Pope Francis encouraged the spread of friendship and dialogue between Jews and Christians “beyond the borders of the scientific community” during a hearing on February 28 to mark the 50th anniversary of the death of Cardinal Augustin Bea.
Cardinal Bea was a German Jesuit priest who participated in the Second Vatican Council and collaborated in the interreligious dialogue and in the ecumenical relations of the Catholic Church in the post-conciliar period.
During his speech in the hall of the Consistory of the Vatican Apostolic Palace, the Holy Father affirmed that “it would be good, for example, for the rabbis and the parish priests to work together, with their respective communities, at the service of humanity suffer and promote forms of peace and dialogue with everyone. ”
In this line, he thanked the commitment and wished that the “Cardinal Bea” delegation headed by the President of the Pontifical Council for the Promotion of the Unity of Christians, Cardinal Kurt Koch, could be created “greater communion” among Christians.
In addition, Pope Francis highlighted the memory of Cardinal Augustin Bea “and his decisive influence on some important documents of the Second Vatican Council” of which highlighted among some of the current issues “relations with Judaism, the unity of Christians, the Freedom of conscience and religion. ”
However, the Pontiff explained that Cardinal Bea should not be remembered only for what he has done, but above all for “the way he did it” for what the Pope said is “a model in which to inspire for the ecumenical and interreligious dialogue “especially in the” understanding towards others “.
“Cardinal Bea was convinced that love and respect are the first principles of dialogue,” said the Pope, who emphasized love “as the ability to welcome”, the kindness to create “bonds of friendship, founded on common fraternity, on how many creatures of God who is Father and wishes us brothers “. For all this, he explained that a “courageous temperament” is required, described by Father Congar as “stubborn patience”.

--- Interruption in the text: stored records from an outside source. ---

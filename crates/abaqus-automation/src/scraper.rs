//! Heuristic extraction of the Abaqus message/log area.
//!
//! Nothing identifies the message area reliably: the filter is size, class
//! and visibility based, so a large non-log pane can win (a known false
//! positive the original tooling shares). The scrape is read-only and never
//! cached; both the log content and the control's identity can change
//! between calls.

use tracing::debug;

use crate::backend::{ControlRole, UiNode};
use crate::config::GuiConfig;
use crate::errors::AutomationError;

/// Scrapes the message area under the main window.
///
/// Heuristic 1 looks for a large visible pane of Abaqus's custom content
/// class; only if no pane qualifies does heuristic 2 consider large
/// read-only edit controls. The first candidate with at least one non-blank
/// line wins.
pub fn read_message_log(
    config: &GuiConfig,
    main_window: &dyn UiNode,
) -> Result<String, AutomationError> {
    let control = find_message_area(config, main_window).ok_or_else(|| {
        AutomationError::ScrapeNotFound(
            "no descendant matched the message-pane or read-only-edit heuristics; \
             the configured class marker or size minimums may not fit this Abaqus version"
                .to_string(),
        )
    })?;

    extract_content(control.as_ref())
}

/// Reads the control's text a second time for extraction; the tree is live,
/// so what the selection pass saw may already be gone.
fn extract_content(control: &dyn UiNode) -> Result<String, AutomationError> {
    let mut content = flatten_text_blocks(&control.text_blocks());
    if content.is_empty() {
        // grouped text came back empty, fall back to the display text
        content = control.title().trim().to_string();
    }
    if content.is_empty() {
        return Err(AutomationError::ScrapeEmpty(
            "a candidate message area matched the heuristics but yielded no readable text"
                .to_string(),
        ));
    }
    Ok(content)
}

fn find_message_area(config: &GuiConfig, main_window: &dyn UiNode) -> Option<Box<dyn UiNode>> {
    for pane in main_window.descendants(ControlRole::Pane) {
        if !pane.is_visible() {
            continue;
        }
        let bounds = pane.bounds();
        if bounds.height <= config.message_pane_min_height
            || bounds.width <= config.message_pane_min_width
        {
            continue;
        }
        if !pane
            .class_name()
            .contains(&config.message_pane_class_marker)
        {
            continue;
        }
        if has_readable_text(&pane.text_blocks()) {
            debug!("message area found via pane heuristic");
            return Some(pane);
        }
    }

    for edit in main_window.descendants(ControlRole::Edit) {
        if !edit.is_visible() || edit.is_editable() {
            continue;
        }
        if edit.bounds().height <= config.message_edit_min_height {
            continue;
        }
        if has_readable_text(&edit.text_blocks()) {
            debug!("message area found via read-only edit heuristic");
            return Some(edit);
        }
    }

    None
}

/// Flattens the backend's nested line grouping: empty groups and blank
/// lines are dropped, the rest joined with single newlines and trimmed.
pub fn flatten_text_blocks(blocks: &[Vec<String>]) -> String {
    blocks
        .iter()
        .filter(|group| !group.is_empty())
        .flat_map(|group| group.iter())
        .map(String::as_str)
        .filter(|line| !line.trim().is_empty())
        .collect::<Vec<_>>()
        .join("\n")
        .trim()
        .to_string()
}

fn has_readable_text(blocks: &[Vec<String>]) -> bool {
    blocks
        .iter()
        .flatten()
        .any(|line| !line.trim().is_empty())
}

Likewise, the Holy Father stressed that Cardinal Bea faced resistances in his work in favor of dialogue, he was even slandered, but “he continued with the perseverance of those who do not give up loving” and added that “he was realistic about the future of unity. : on the one hand conscious of the difficulties, on the other, convinced of the need to respond to the sincere desire of the Lord to be “one thing alone”.
The Council starting point
On the other hand, the Pope quoted the words of Cardinal Bea on the Second Vatican Council “may not be a point of arrival, but a starting point” so the Pontiff stressed the “fruitful path carried out in the dialogue between Jews and Catholics “after the work of Bea and her school in the Center that bears her name inside the Gregorian University of Rome.
At the end, Pope Francis encouraged that the memory of the figure and works of Cardinal Bea be “a stimulus to revitalize our irreversible commitment with the search for unity among Christians and with the concrete promotion of a renewed friendship with our Jewish brothers” and finally, he imparted his apostolic blessing.